Strategies for coupling digital filtering with partial least-squares regression: Application to the determination of glucose in plasma by Fourier-transform near-infrared spectroscopy

Abstract
Protocols are established for coupling digital filtering techniques with partial least-squares (PLS) regression for use in constructing multivariate calibration models from Fourier transform near-infrared absorbance spectra. Calibration models are developed to predict glucose concentrations in bovine plasma samples. Employing a calibration data set of 300 spectra collected from 55 plasma samples and 3 plasma lots, individual calibration models are developed based on four spectral ranges selected from the region 5000-4000 cm-1. A separate test set of 69 spectra collected from 14 plasma samples is used to evaluate the computed models. Gaussian-shaped bandpass digital filters are implemented by use of Fourier filtering techniques and employed to preprocess spectra to remove variation due to the background absorbance of the plasma matrix. PLS regression is used with the filtered spectra to compute calibration models for glucose. The optimization of the filter bandpass parameters is explored through the use of response surface methods.
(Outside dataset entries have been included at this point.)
//! Tracing Infrastructure
//!
//! Structured, async-aware logging built on `tracing` and `tracing-subscriber`:
//! - Multiple output formats (pretty, compact, JSON)
//! - Environment-based filtering (`RUST_LOG` overrides the configured level)
//! - Initialisation straight from [`AppConfig`]
//!
//! # Example
//! ```no_run
//! use prodline::{config::AppConfig, logging};
//! use tracing::info;
//!
//! # fn main() -> Result<(), Box<dyn std::error::Error>> {
//! let config = AppConfig::load()?;
//! logging::init_from_config(&config)?;
//! info!("Application started");
//! # Ok(())
//! # }
//! ```

use crate::config::AppConfig;
use tracing::Level;
use tracing_subscriber::{
    fmt::{self, format::FmtSpan},
    layer::SubscriberExt,
    util::SubscriberInitExt,
    EnvFilter, Layer, Registry,
};

/// Output format for tracing
#[derive(Debug, Clone, Copy, PartialEq, Eq)]
pub enum OutputFormat {
    /// Pretty-printed format with colors (for development)
    Pretty,
    /// Compact format without colors (for the line terminal)
    Compact,
    /// JSON format for structured logging (for log aggregation)
    Json,
}

/// Tracing configuration options
#[derive(Debug, Clone)]
pub struct LoggingConfig {
    /// Log level (trace, debug, info, warn, error)
    pub level: Level,
    /// Output format
    pub format: OutputFormat,
    /// Whether to include span events (NEW, CLOSE)
    pub with_span_events: bool,
    /// Whether to include file and line numbers
    pub with_file_and_line: bool,
    /// Whether to enable ANSI colors (only for Pretty format)
    pub with_ansi: bool,
}

impl Default for LoggingConfig {
    fn default() -> Self {
        Self {
            level: Level::INFO,
            format: OutputFormat::Pretty,
            with_span_events: false,
            with_file_and_line: false,
            with_ansi: true,
        }
    }
}

impl LoggingConfig {
    /// Create logging config from application configuration
    pub fn from_app_config(config: &AppConfig) -> Result<Self, String> {
        let level = parse_log_level(&config.application.log_level)?;
        let format = parse_output_format(&config.application.log_format)?;

        Ok(Self {
            level,
            format,
            ..Default::default()
        })
    }

    /// Create logging config with custom level
    pub fn new(level: Level) -> Self {
        Self {
            level,
            ..Default::default()
        }
    }

    /// Set output format
    pub fn with_format(mut self, format: OutputFormat) -> Self {
        self.format = format;
        self
    }

    /// Enable or disable span events
    pub fn with_span_events(mut self, enabled: bool) -> Self {
        self.with_span_events = enabled;
        self
    }

    /// Enable or disable ANSI colors
    pub fn with_ansi(mut self, enabled: bool) -> Self {
        self.with_ansi = enabled;
        self
    }
}

/// Initialize tracing from application configuration
pub fn init_from_config(config: &AppConfig) -> Result<(), String> {
    init(LoggingConfig::from_app_config(config)?)
}

/// Initialize tracing with custom configuration
///
/// Idempotent: if a global subscriber is already installed this returns `Ok(())`.
pub fn init(config: LoggingConfig) -> Result<(), String> {
    let env_filter = EnvFilter::try_from_default_env()
        .unwrap_or_else(|_| EnvFilter::new(config.level.as_str().to_lowercase()));

    let span_events = if config.with_span_events {
        FmtSpan::NEW | FmtSpan::CLOSE
    } else {
        FmtSpan::NONE
    };

    let layer: Box<dyn Layer<Registry> + Send + Sync> = match config.format {
        OutputFormat::Pretty => fmt::layer()
            .pretty()
            .with_span_events(span_events)
            .with_file(config.with_file_and_line)
            .with_line_number(config.with_file_and_line)
            .with_ansi(config.with_ansi)
            .with_filter(env_filter)
            .boxed(),
        OutputFormat::Compact => fmt::layer()
            .compact()
            .with_span_events(span_events)
            .with_file(config.with_file_and_line)
            .with_line_number(config.with_file_and_line)
            .with_ansi(false)
            .with_filter(env_filter)
            .boxed(),
        OutputFormat::Json => fmt::layer()
            .json()
            .with_span_events(span_events)
            .with_file(config.with_file_and_line)
            .with_line_number(config.with_file_and_line)
            .with_filter(env_filter)
            .boxed(),
    };

    tracing_subscriber::registry()
        .with(layer)
        .try_init()
        .or_else(|e| {
            // Already initialised (tests, embedding applications)
            if tracing::dispatcher::has_been_set() {
                Ok(())
            } else {
                Err(format!("Failed to initialize tracing: {}", e))
            }
        })
}

/// Parse log level string into tracing Level
fn parse_log_level(level: &str) -> Result<Level, String> {
    match level.to_lowercase().as_str() {
        "trace" => Ok(Level::TRACE),
        "debug" => Ok(Level::DEBUG),
        "info" => Ok(Level::INFO),
        "warn" => Ok(Level::WARN),
        "error" => Ok(Level::ERROR),
        _ => Err(format!(
            "Invalid log level '{}'. Must be one of: trace, debug, info, warn, error",
            level
        )),
    }
}

fn parse_output_format(format: &str) -> Result<OutputFormat, String> {
    match format.to_lowercase().as_str() {
        "pretty" => Ok(OutputFormat::Pretty),
        "compact" => Ok(OutputFormat::Compact),
        "json" => Ok(OutputFormat::Json),
        _ => Err(format!(
            "Invalid log format '{}'. Must be one of: pretty, compact, json",
            format
        )),
    }
}

#[cfg(test)]
mod tests {
    use super::*;

    #[test]
    fn test_parse_log_level() {
        assert!(matches!(parse_log_level("trace"), Ok(Level::TRACE)));
        assert!(matches!(parse_log_level("debug"), Ok(Level::DEBUG)));
        assert!(matches!(parse_log_level("info"), Ok(Level::INFO)));
        assert!(matches!(parse_log_level("warn"), Ok(Level::WARN)));
        assert!(matches!(parse_log_level("error"), Ok(Level::ERROR)));

        // Case insensitive
        assert!(matches!(parse_log_level("INFO"), Ok(Level::INFO)));

        assert!(parse_log_level("invalid").is_err());
    }

    #[test]
    fn test_logging_config_from_app_config() {
        let mut app = AppConfig::default();
        app.application.log_level = "debug".to_string();
        app.application.log_format = "json".to_string();

        let config = LoggingConfig::from_app_config(&app).unwrap();
        assert_eq!(config.level, Level::DEBUG);
        assert_eq!(config.format, OutputFormat::Json);
    }

    #[test]
    fn test_logging_config_builder() {
        let config = LoggingConfig::new(Level::WARN)
            .with_format(OutputFormat::Compact)
            .with_span_events(true)
            .with_ansi(false);

        assert_eq!(config.level, Level::WARN);
        assert_eq!(config.format, OutputFormat::Compact);
        assert!(config.with_span_events);
        assert!(!config.with_ansi);
    }
}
Through these optimization studies, calibration models are developed that achieve standard errors of estimate and standard errors of prediction in the range 0.4-0.5 mM across the concentration range of 2.5-25.5 mM. It is determined that the use of digital filtering as a preprocessing step significantly improves the performance of the resulting calibration models, minimizes the importance of spectral range in the calibration model development, and reduces the required number of PLS factors in each model.